4 posters

Creating robots to crawl PDF

E^E_2016

E^E_2016: Posts : 10
Points : 3020
Join date : 2016-08-29

Post n°1

Creating robots to crawl PDF

by E^E_2016 Fri Sep 02, 2016 9:50 am

Hi,

I am really new to Kapow and was really hoping to get some direction. I could not find any tutorial on this so I am hoping that someone here
who knows can share their help .

I would like to only crawl certain contents inside PDF file. Not everything. Example: The PDF file content may already be in table format and contain
values apart from text. How can I create robots to properly structure the contents and only retrieve values and ommit text?
Because when you are extracting the contents from PDF the values and text are all messed up .
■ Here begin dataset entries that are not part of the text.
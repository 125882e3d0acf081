//! The writeback module contract and the compile-time module registry
//!
//! Modules are registered statically: each one declares the rdf:types it
//! claims, optionally the content types it can handle, and a factory for
//! fresh writeback instances. The controller instantiates a module once per
//! matching task.

use std::sync::Arc;

use crate::storage::MetadataStore;
use crate::writeback::{playlist, xmp, Cancellation, WritebackRows};

/// One writeback instance, created per task
pub trait Writeback: Send {
    /// Apply the request rows to the target. Returns whether the update
    /// succeeded. Implementations check `cancellation` between discrete
    /// steps and bail out cleanly when it is set.
    fn update_metadata(
        &mut self,
        rows: &WritebackRows,
        store: &MetadataStore,
        cancellation: &Cancellation,
    ) -> bool;
}

/// A registered writeback module
#[derive(Clone)]
pub struct WritebackModuleDesc {
    pub name: &'static str,
    /// Class URIs this module claims, matched literally against request
    /// rdf:types (short `nfo:` forms)
    pub rdf_types: &'static [&'static str],
    /// Content types a file-oriented module handles; empty means no mime
    /// based short-circuiting
    pub content_types: &'static [&'static str],
    /// Factory for a fresh writeback instance
    pub create: Arc<dyn Fn() -> Box<dyn Writeback> + Send + Sync>,
}

impl std::fmt::Debug for WritebackModuleDesc {
    fn fmt(&self, f: &mut std::fmt::Formatter<'_>) -> std::fmt::Result {
        f.debug_struct("WritebackModuleDesc")
            .field("name", &self.name)
            .field("rdf_types", &self.rdf_types)
            .field("content_types", &self.content_types)
            .finish()
    }
}

/// The statically registered modules
pub fn builtin_modules() -> Vec<WritebackModuleDesc> {
    vec![xmp::module(), playlist::module()]
}

/// Whether any of the module's claimed types occurs in the request's types
pub fn rdf_types_match(module_types: &[&str], rdf_types: &[String]) -> bool {
    rdf_types
        .iter()
        .any(|requested| module_types.iter().any(|claimed| claimed == requested))
}
//! Configuration management for Tracker
//!
//! Configuration is loaded with the following priority: an explicit TOML
//! file, `TRACKER_*` environment variable overrides, then built-in defaults.

use std::fs;
use std::path::Path;

use serde::{Deserialize, Serialize};

use crate::error::{ConfigError, Result};

#[derive(Debug, Clone, Default, Serialize, Deserialize)]
#[serde(default)]
pub struct Config {
    pub search: SearchConfig,
    pub storage: StorageConfig,
    pub writeback: WritebackConfig,
    pub logging: LoggingConfig,
}

#[derive(Debug, Clone, Serialize, Deserialize)]
#[serde(default)]
pub struct SearchConfig {
    /// Tokens longer than this are truncated before indexing and matching
    pub max_word_length: usize,
    /// Tokens shorter than this are rejected
    pub min_word_length: usize,
    /// Extra stop words on top of the built-in list
    pub stop_words: Vec<String>,
}

impl Default for SearchConfig {
    fn default() -> Self {
        SearchConfig {
            max_word_length: 30,
            min_word_length: 3,
            stop_words: vec![],
        }
    }
}

#[derive(Debug, Clone, Serialize, Deserialize)]
#[serde(default)]
pub struct StorageConfig {
    pub data_dir: String,
}

impl Default for StorageConfig {
    fn default() -> Self {
        StorageConfig {
            data_dir: "./data".to_string(),
        }
    }
}

#[derive(Debug, Clone, Serialize, Deserialize)]
#[serde(default)]
pub struct WritebackConfig {
    /// Seconds of idleness after which the writeback controller exits.
    /// Zero disables the idle timer.
    pub shutdown_timeout: u64,
    /// Maximum number of update operations running at once
    pub max_workers: usize,
}

impl Default for WritebackConfig {
    fn default() -> Self {
        WritebackConfig {
            shutdown_timeout: 30,
            max_workers: 4,
        }
    }
}

#[derive(Debug, Clone, Serialize, Deserialize)]
#[serde(default)]
pub struct LoggingConfig {
    pub level: String,
    pub format: String,
}

impl Default for LoggingConfig {
    fn default() -> Self {
        LoggingConfig {
            level: "info".to_string(),
            format: "pretty".to_string(),
        }
    }
}

/// Load configuration from a TOML file
pub fn load_from_toml(path: &str) -> Result<Config> {
    let content = fs::read_to_string(path)
        .map_err(|_| ConfigError::FileNotFound(path.to_string()))?;
    let config: Config =
        toml::from_str(&content).map_err(|e| ConfigError::InvalidFormat(e.to_string()))?;
    Ok(config)
}

/// Apply `TRACKER_*` environment variable overrides
fn apply_env_overrides(config: &mut Config) {
    if let Ok(value) = std::env::var("TRACKER_DATA_DIR") {
        config.storage.data_dir = value;
    }
    if let Ok(value) = std::env::var("TRACKER_MAX_WORD_LENGTH") {
        if let Ok(parsed) = value.parse() {
            config.search.max_word_length = parsed;
        }
    }
    if let Ok(value) = std::env::var("TRACKER_MIN_WORD_LENGTH") {
        if let Ok(parsed) = value.parse() {
            config.search.min_word_length = parsed;
        }
    }
    if let Ok(value) = std::env::var("TRACKER_SHUTDOWN_TIMEOUT") {
        if let Ok(parsed) = value.parse() {
            config.writeback.shutdown_timeout = parsed;
        }
    }
    if let Ok(value) = std::env::var("TRACKER_LOG_LEVEL") {
        config.logging.level = value;
    }
}

/// Load configuration with fallback priority:
/// 1. Explicit config file
/// 2. Default config file (`tracker.toml` in the working directory)
/// 3. Built-in defaults
///
/// Environment variables override whichever source was used.
pub fn load(config_file: Option<&str>) -> Result<Config> {
    let mut config = if let Some(path) = config_file {
        load_from_toml(path)?
    } else if Path::new("tracker.toml").exists() {
        load_from_toml("tracker.toml")?
    } else {
        Config::default()
    };

    apply_env_overrides(&mut config);
    Ok(config)
}

#[cfg(test)]
mod tests {
    use super::*;

    #[test]
    fn test_defaults() {
        let config = Config::default();
        assert_eq!(config.search.max_word_length, 30);
        assert_eq!(config.search.min_word_length, 3);
        assert_eq!(config.writeback.shutdown_timeout, 30);
        assert_eq!(config.storage.data_dir, "./data");
    }

    #[test]
    fn test_partial_toml_fills_in_defaults() {
        let config: Config = toml::from_str(
            "[search]\n\
             min_word_length = 2\n",
        )
        .unwrap();
        assert_eq!(config.search.min_word_length, 2);
        assert_eq!(config.search.max_word_length, 30);
        assert_eq!(config.writeback.max_workers, 4);
    }
}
I understand that those contents in PDF cannot be exported in excel format right? is there a workaround for this?

Hope you can guide me or provide your experience in resolving this.

Thanks.

Shyam Kumar

Shyam Kumar: Ranks; Posts : 113
Points : 4344
Join date : 2013-07-05
Location : Kerala, India

Post n°2

Re: Creating robots to crawl PDF

by Shyam Kumar Fri Sep 02, 2016 12:18 pm

Hi,

Thanks for your post. We are always ready to help you.
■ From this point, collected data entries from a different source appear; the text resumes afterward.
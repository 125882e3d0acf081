//! XMP sidecar writeback module
//!
//! Claims images, audio and video. Writes the edited properties as an XMP
//! packet into a `.xmp` sidecar next to the target file.

use std::path::Path;
use std::sync::Arc;

use crate::storage::MetadataStore;
use crate::writeback::file::{FileWriteback, FileWritebackHost};
use crate::writeback::module::WritebackModuleDesc;
use crate::writeback::{Cancellation, WritebackRows};

pub fn module() -> WritebackModuleDesc {
    WritebackModuleDesc {
        name: "xmp",
        rdf_types: &["nfo:Image", "nfo:Audio", "nfo:Video"],
        content_types: &[
            "image/png",  /* .png files */
            "sketch/png", /* .sketch.png files */
            "image/jpeg", /* .jpg & .jpeg files */
            "image/tiff", /* .tiff & .tif files */
        ],
        create: Arc::new(|| Box::new(FileWritebackHost::new(XmpWriteback))),
    }
}

struct XmpWriteback;

/// Map an edited predicate to its XMP property
fn xmp_property(predicate: &str) -> Option<&'static str> {
    match predicate {
        "nie:title" => Some("dc:title"),
        "nie:description" => Some("dc:description"),
        "nco:creator" | "nco:publisher" => Some("dc:creator"),
        "nie:contentCreated" => Some("xmp:CreateDate"),
        "nao:hasTag" => Some("dc:subject"),
        _ => None,
    }
}

impl FileWriteback for XmpWriteback {
    fn write_file_metadata(
        &mut self,
        path: &Path,
        rows: &WritebackRows,
        _store: &MetadataStore,
        cancellation: &Cancellation,
    ) -> bool {
        let mut properties = Vec::new();
        for row in rows {
            if let [_, predicate, value, ..] = row.as_slice() {
                if let Some(name) = xmp_property(predicate) {
                    properties.push((name, value.as_str()));
                }
            }
        }

        if properties.is_empty() {
            tracing::debug!("no XMP-mappable properties for {}", path.display());
            return true;
        }

        if cancellation.is_cancelled() {
            return false;
        }

        let mut packet = String::from(
            "<?xpacket begin=\"\" id=\"W5M0MpCehiHzreSzNTczkc9d\"?>\n\
             <x:xmpmeta xmlns:x=\"adobe:ns:meta/\">\n\
             <rdf:RDF xmlns:rdf=\"http://www.w3.org/1999/02/22-rdf-syntax-ns#\">\n\
             <rdf:Description rdf:about=\"\"\n\
             \txmlns:dc=\"http://purl.org/dc/elements/1.1/\"\n\
             \txmlns:xmp=\"http://ns.adobe.com/xap/1.0/\">\n",
        );
        for (name, value) in &properties {
            packet.push_str(&format!("<{name}>{}</{name}>\n", escape_xml(value)));
        }
        packet.push_str("</rdf:Description>\n</rdf:RDF>\n</x:xmpmeta>\n<?xpacket end=\"w\"?>\n");

        if cancellation.is_cancelled() {
            return false;
        }

        let sidecar = sidecar_path(path);
        match std::fs::write(&sidecar, packet) {
            Ok(()) => true,
            Err(e) => {
                tracing::warn!("failed to write {}: {e}", sidecar.display());
                false
            }
        }
    }
}

fn sidecar_path(path: &Path) -> std::path::PathBuf {
    let mut os_string = path.as_os_str().to_os_string();
    os_string.push(".xmp");
    os_string.into()
}

fn escape_xml(value: &str) -> String {
    value
        .replace('&', "&amp;")
        .replace('<', "&lt;")
        .replace('>', "&gt;")
}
Data extraction from pdf is somewhat difficult, because of the various types of pdf files.
We can export content from pdf to excel format.

Can you give me the sample pdf files and mention what are the content you need to extract, which you want to export data from pdf.

Thank you.

Last edited by Shyam Kumar on Thu Jan 19, 2017 10:12 am; edited 1 time in total

E^E_2016

E^E_2016: Posts : 10
Points : 3020
Join date : 2016-08-29

Post n°3

Re: Creating robots to crawl PDF

by E^E_2016 Fri Sep 02, 2016 1:05 pm

Hi,

Thanks for the reply. Do you mean that you could export content of PDF to Excel in Kapow? I tried using the function extract to excel and it says that the function would not work in PDF format. Could you probably advice me where or which step do I need to do in Kapow to create robots which can export PDF content into excel?

Shyam Kumar

Shyam Kumar: Ranks; Posts : 113
Points : 4344
Join date : 2013-07-05
Location : Kerala, India

Post n°4

Re: Creating robots to crawl PDF

by Shyam Kumar Fri Sep 02, 2016 2:14 pm

Hi,

Yes, we can export content of PDF to Excel in Kapow.
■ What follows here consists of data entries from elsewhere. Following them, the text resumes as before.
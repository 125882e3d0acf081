//! End-to-end tests for ontology loading and the persisted registry form.

use std::fs;
use std::io::Write;

use tempfile::TempDir;
use tracker_ontology::{rdf, Registry, SchemaError};

const CORE_ONTOLOGY: &str = r#"@prefix ex: <http://example.org/ns#> .

<http://example.org/ns#> a nrl:Namespace ;
	nrl:prefix "ex" .
<http://example.org/core> a nrl:Ontology .

ex:Resource a rdfs:Class .
ex:Document a rdfs:Class ;
	rdfs:subClassOf ex:Resource ;
	nrl:notify true .

ex:title a rdf:Property ;
	rdfs:domain ex:Document ;
	rdfs:range ex:Resource ;
	nrl:maxCardinality 1 ;
	nrl:fulltextIndexed true ;
	nrl:weight 10 .

ex:keyword a rdf:Property ;
	rdfs:domain ex:Document ;
	rdfs:range ex:Resource .
"#;

const EXTRA_ONTOLOGY: &str = r#"@prefix ex: <http://example.org/ns#> .

ex:Image a rdfs:Class ;
	rdfs:subClassOf ex:Document .

ex:camera a rdf:Property ;
	rdfs:domain ex:Image ;
	rdfs:range ex:Resource ;
	nrl:maxCardinality 1 .

ex:Image nrl:domainIndex ex:title .
"#;

fn write_ontologies(dir: &TempDir, files: &[(&str, &str)]) -> Vec<std::path::PathBuf> {
    files
        .iter()
        .map(|(name, content)| {
            let path = dir.path().join(name);
            let mut file = fs::File::create(&path).unwrap();
            file.write_all(content.as_bytes()).unwrap();
            path
        })
        .collect()
}

#[test]
fn test_load_multiple_files_in_order() {
    let dir = TempDir::new().unwrap();
    let paths = write_ontologies(
        &dir,
        &[
            ("10-core.ontology", CORE_ONTOLOGY),
            ("20-extra.ontology", EXTRA_ONTOLOGY),
        ],
    );

    let registry = rdf::load_from_files(&paths).unwrap();

    // Classes keep the order they were defined in across files
    let names: Vec<_> = registry
        .classes()
        .iter()
        .map(|c| c.name().to_string())
        .collect();
    assert_eq!(names, ["Resource", "Document", "Image"]);

    // Cross-file references resolve
    let image = registry
        .class_by_uri("http://example.org/ns#Image")
        .unwrap();
    assert_eq!(image.super_classes(), &["http://example.org/ns#Document"]);
    assert_eq!(image.domain_indexes(), &["http://example.org/ns#title"]);

    let title = registry
        .property_by_uri("http://example.org/ns#title")
        .unwrap();
    assert!(!title.multiple_values());
    assert!(title.fulltext_indexed());
    assert_eq!(title.weight(), 10);
    assert_eq!(title.domain_indexes(), &["http://example.org/ns#Image"]);
}

#[test]
fn test_registry_uniqueness() {
    let dir = TempDir::new().unwrap();
    let paths = write_ontologies(&dir, &[("core.ontology", CORE_ONTOLOGY)]);
    let registry = rdf::load_from_files(&paths).unwrap();

    for entities in [
        registry.classes().iter().map(|c| c.uri().to_string()).collect::<Vec<_>>(),
        registry
            .properties()
            .iter()
            .map(|p| p.uri().to_string())
            .collect::<Vec<_>>(),
    ] {
        let mut deduped = entities.clone();
        deduped.sort();
        deduped.dedup();
        assert_eq!(deduped.len(), entities.len());
    }
}

#[test]
fn test_completeness_failure_cites_the_property() {
    let dir = TempDir::new().unwrap();
    let broken = "@prefix ex: <http://example.org/ns#> .\n\
                  ex:A a rdfs:Class .\n\
                  ex:p a rdf:Property ;\n\
                  \trdfs:domain ex:A .\n";
    let paths = write_ontologies(&dir, &[("broken.ontology", broken)]);

    match rdf::load_from_files(&paths) {
        Err(SchemaError::IncompletePropertyDefinition {
            location,
            property,
            missing,
        }) => {
            assert_eq!(property, "p");
            assert_eq!(missing, "range");
            assert!(location.contains("broken.ontology:3:"), "{location}");
        }
        other => panic!("expected incomplete property definition, got {other:?}"),
    }
}

#[test]
fn test_dump_and_reload_round_trip() {
    let dir = TempDir::new().unwrap();
    let paths = write_ontologies(
        &dir,
        &[
            ("10-core.ontology", CORE_ONTOLOGY),
            ("20-extra.ontology", EXTRA_ONTOLOGY),
        ],
    );
    let registry = rdf::load_from_files(&paths).unwrap();

    let dump_path = dir.path().join("ontologies.json");
    registry.write_to(&dump_path).unwrap();
    let reloaded = Registry::load_from(&dump_path).unwrap();

    for class in registry.classes() {
        let other = reloaded
            .class_by_uri(class.uri())
            .unwrap_or_else(|| panic!("missing class {}", class.uri()));
        assert_eq!(other.id(), class.id());
        assert_eq!(other.name(), class.name());
        assert_eq!(other.super_classes(), class.super_classes());
    }

    for property in registry.properties() {
        let other = reloaded
            .property_by_uri(property.uri())
            .unwrap_or_else(|| panic!("missing property {}", property.uri()));
        assert_eq!(other.id(), property.id());
        assert_eq!(other.name(), property.name());
        assert_eq!(other.domain(), property.domain());
        assert_eq!(other.range(), property.range());
        assert_eq!(other.multiple_values(), property.multiple_values());
        assert_eq!(other.fulltext_indexed(), property.fulltext_indexed());
        assert_eq!(other.is_inverse_functional(), property.is_inverse_functional());
    }

    for namespace in registry.namespaces() {
        let other = reloaded.namespace_by_uri(namespace.uri()).unwrap();
        assert_eq!(other.prefix(), namespace.prefix());
    }
}

#[test]
fn test_duplicate_definitions_are_skipped_not_fatal() {
    let dir = TempDir::new().unwrap();
    let dup = "@prefix ex: <http://example.org/ns#> .\n\
               ex:A a rdfs:Class ;\n\
               \tnrl:notify true .\n\
               ex:A a rdfs:Class .\n";
    let paths = write_ontologies(&dir, &[("dup.ontology", dup)]);

    let registry = rdf::load_from_files(&paths).unwrap();
    let class = registry.class_by_uri("http://example.org/ns#A").unwrap();
    // The first definition wins
    assert!(class.notify());
    assert_eq!(registry.classes().len(), 1);
}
I am confusing about you are mentioning in your replay 'function extract to excel not working' can you please attach some screen shots, it may help me to give better solutions and which version you are using?

We can use lots of options in kapow for export content from pdf to excel depends on the type of pdf.

Are you using any Database?

If you are using database, you can convert the pdf file and extract data content in to a variable and store the data. Then you can export form database.

Other wise you can use 'Write File' Action step available in kapow and directly write the content to excel..

If you are giving some sample pdf files I will work on this and give you a proper solution.

Thank you

Last edited by Shyam Kumar on Thu Jan 19, 2017 10:12 am; edited 1 time in total

E^E_2016

E^E_2016: Posts : 10
Points : 3020
Join date : 2016-08-29

Post n°5

Re: Creating robots to crawl PDF

by E^E_2016 Fri Oct 21, 2016 9:33 am

Hi ,

Thank you for reverting back so fast to me. Really appreciate it. I think I get what you are trying to say but it will be helpful if you can provide me some screenshots on how you can do this . Let me send over a sample of PDF here. Basically the requirement is to extract the transaction details in the bills statement which appears in table format. Can you guide me through how can u create robot to perform this ? Thank you .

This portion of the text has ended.